Mon professeur de cinquième, colosse dont la guerre avait tailladé la joue appuyait sur nous la force de son regard et de sa voix. J'aimais sa bonté aux vastes épaules, sa paix rustique et sans mystère. Je m'épanouis. J'osai jeter quelques étincelles, hormis en mathématiques où je ne fus jamais qu'un sourd. Je ne conçois pas qu'un et un fassent deux. Mon imagination met aussitôt un mouton ou un homme ou tel mouton ou tel homme derrière un nombre. Le chiffre tait ce qui qui justement m'importe; il ajoute l'une à l'autre des substances incomparables; il dépouille les êtres; il les dessèche et il les tue. La quantité n'est qu'une dérision de la qualité. Le calcul ne retient des choses que leur ombre précise et fausse. Il amuse l'esprit à une simplicité qui brouille tout. J'ai détesté depuis, et surtout à la guerre, ces têtes maigres et dures dont la pureté féroce réduit chacun au numéro qu'il porte. Cette race abstraite ne se nourrit que de systèmes; elle adore les machines; elle est éblouie des spécieuses clartés dont elle joue. Nous honorons trop ces raisonneurs dont l'implacable lumière nous massacre et dont l'ardeur glacée nous supprime.

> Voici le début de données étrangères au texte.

//! Process table access and signalling.

use std::io;
use std::path::PathBuf;
use sysinfo::{Pid, ProcessRefreshKind, ProcessStatus, ProcessesToUpdate, System, UpdateKind};

/// Snapshot of one process.
#[derive(Debug, Clone, PartialEq, Eq)]
pub struct ProcessInfo {
    pub pid: u32,
    /// Command line, argv[0] first.
    pub cmd: Vec<String>,
    /// Current working directory, `None` when not visible to this user.
    pub cwd: Option<PathBuf>,
    /// False for zombies.
    pub alive: bool,
}

impl ProcessInfo {
    /// Command line joined for display.
    pub fn command_line(&self) -> String {
        self.cmd.join(" ")
    }
}

/// Signals the supervisor sends.
#[derive(Debug, Clone, Copy, PartialEq, Eq)]
pub enum Signal {
    Term,
    Kill,
}

impl Signal {
    #[cfg(unix)]
    fn as_raw(self) -> libc::c_int {
        match self {
            Signal::Term => libc::SIGTERM,
            Signal::Kill => libc::SIGKILL,
        }
    }
}

/// Access to the OS process table.
pub trait ProcessHost {
    /// Look up one process. Zombies are returned with `alive == false`.
    fn process(&self, pid: u32) -> Option<ProcessInfo>;

    /// All visible processes except this one.
    fn processes(&self) -> Vec<ProcessInfo>;

    /// Signal the process group led by `pid`, or `pid` alone when it leads
    /// no group. A process that is already gone is not an error.
    fn signal(&self, pid: u32, signal: Signal) -> io::Result<()>;

    /// Whether `pid` exists and is not a zombie.
    fn is_alive(&self, pid: u32) -> bool {
        self.process(pid).is_some_and(|p| p.alive)
    }
}

/// Process table backed by `sysinfo` and `libc::kill`.
#[derive(Debug, Default, Clone, Copy)]
pub struct SystemProcesses;

impl SystemProcesses {
    fn refresh_kind() -> ProcessRefreshKind {
        ProcessRefreshKind::nothing()
            .with_cmd(UpdateKind::Always)
            .with_cwd(UpdateKind::Always)
    }

    fn info(pid: Pid, process: &sysinfo::Process) -> ProcessInfo {
        ProcessInfo {
            pid: pid.as_u32(),
            cmd: process
                .cmd()
                .iter()
                .map(|arg| arg.to_string_lossy().into_owned())
                .collect(),
            cwd: process.cwd().map(|p| p.to_path_buf()),
            alive: !matches!(process.status(), ProcessStatus::Zombie | ProcessStatus::Dead),
        }
    }
}

impl ProcessHost for SystemProcesses {
    fn process(&self, pid: u32) -> Option<ProcessInfo> {
        let pid = Pid::from_u32(pid);
        let mut system = System::new();
        system.refresh_processes_specifics(
            ProcessesToUpdate::Some(&[pid]),
            true,
            Self::refresh_kind(),
        );
        system.process(pid).map(|p| Self::info(pid, p))
    }

    fn processes(&self) -> Vec<ProcessInfo> {
        let own = std::process::id();
        let mut system = System::new();
        system.refresh_processes_specifics(ProcessesToUpdate::All, true, Self::refresh_kind());
        system
            .processes()
            .iter()
            .filter(|(pid, _)| pid.as_u32() != own)
            .map(|(pid, p)| Self::info(*pid, p))
            .collect()
    }

    #[cfg(unix)]
    fn signal(&self, pid: u32, signal: Signal) -> io::Result<()> {
        let raw_pid = libc::pid_t::try_from(pid)
            .map_err(|_| io::Error::new(io::ErrorKind::InvalidInput, "pid out of range"))?;
        if raw_pid <= 1 {
            return Err(io::Error::new(
                io::ErrorKind::InvalidInput,
                format!("refusing to signal pid {}", pid),
            ));
        }

        // SAFETY: kill(2) only reads its integer arguments.
        if unsafe { libc::kill(-raw_pid, signal.as_raw()) } == 0 {
            tracing::debug!("Sent {:?} to process group {}", signal, pid);
            return Ok(());
        }
        let err = io::Error::last_os_error();
        if err.raw_os_error() != Some(libc::ESRCH) {
            return Err(err);
        }

        // SAFETY: as above.
        if unsafe { libc::kill(raw_pid, signal.as_raw()) } == 0 {
            tracing::debug!("Sent {:?} to process {}", signal, pid);
            return Ok(());
        }
        let err = io::Error::last_os_error();
        if err.raw_os_error() == Some(libc::ESRCH) {
            Ok(())
        } else {
            Err(err)
        }
    }

    #[cfg(not(unix))]
    fn signal(&self, _pid: u32, _signal: Signal) -> io::Result<()> {
        Err(io::Error::new(
            io::ErrorKind::Unsupported,
            "signals are only supported on unix",
        ))
    }
}
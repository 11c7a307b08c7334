//! `tether start`: launch the service unless it already runs.

use crate::cli::args::StartArgs;
use crate::error::Result;
use crate::supervisor::{StartOutcome, SupervisorSettings, SupervisorState};
use crate::ui::{confirm_action, Confirmation, UserInterface};

use super::context::{prior_takeover_answer, CommandContext, SystemServices};
use super::dispatcher::{Command, CommandResult};

pub struct StartCommand {
    context: CommandContext,
    args: StartArgs,
}

impl StartCommand {
    pub fn new(context: CommandContext, args: StartArgs) -> Self {
        Self { context, args }
    }
}

impl Command for StartCommand {
    fn execute(&self, ui: &mut dyn UserInterface) -> Result<CommandResult> {
        let config = self.context.load_config()?;
        let services = SystemServices::new(&config)?;
        let settings = SupervisorSettings::from_config(&config, self.context.project_root())?;
        let grace = settings.launch_grace;
        let supervisor = services.supervisor(settings);

        // Ask before the spinner takes over the terminal.
        let takeover = match supervisor.observe()? {
            SupervisorState::ForeignRunning { pid } => Some(confirm_action(
                ui,
                self.args.yes,
                &Confirmation::new(
                    "terminate_foreign",
                    format!(
                        "Process {} runs {} without a PID file. Terminate it and start a tracked instance?",
                        pid, config.service.name
                    ),
                ),
            )?),
            _ => None,
        };

        let mut spinner = ui.start_spinner(&format!(
            "Starting {} (waiting up to {}s for {})",
            config.service.name,
            grace.as_secs(),
            config.service.health_url()
        ));
        let outcome =
            supervisor.start(&mut |question: &str| Ok(prior_takeover_answer(takeover, question)));

        match outcome {
            Ok(StartOutcome::Started { pid, healthy: true }) => {
                spinner.finish_success(&format!(
                    "{} started (pid {}) and is healthy",
                    config.service.name, pid
                ));
                Ok(CommandResult::success())
            }
            Ok(StartOutcome::Started {
                pid,
                healthy: false,
            }) => {
                spinner.finish_warning(&format!(
                    "{} started (pid {}) but {} is not answering yet",
                    config.service.name,
                    pid,
                    config.service.health_url()
                ));
                ui.show_hint("tether status");
                Ok(CommandResult::success())
            }
            Ok(StartOutcome::AlreadyRunning { pid }) => {
                spinner.finish_warning(&format!(
                    "{} is already running (pid {})",
                    config.service.name, pid
                ));
                Ok(CommandResult::already_in_state())
            }
            Err(e) => {
                spinner.finish_error(&format!("{} did not start", config.service.name));
                Err(e)
            }
        }
    }
}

Car ils n'ont pas d'âme: leur vaste desseins nous composent et nous dissipent; ne troublez pas la partie d'échecs. Pour moi, je ne doute pas que tout le sang du monde ne retombe sur les manieurs de signes et de symboles. C'est toujours l'artillerie des logiciens qui nous écrase; ce sont les fabricateurs d'idées qui nous assassinent. mais je ne savais pas alors pourquoi je n'étais pas un fils de l'algèbre. Où d'autres voyaient des rapports je ne sentais que des différences. Les sciences ne me parlaient pas de moi ; elles m'ennuyaient, elle ne m'irritaient pas encore.

Roger Judrin, Dépouille d'un serpent, 1955.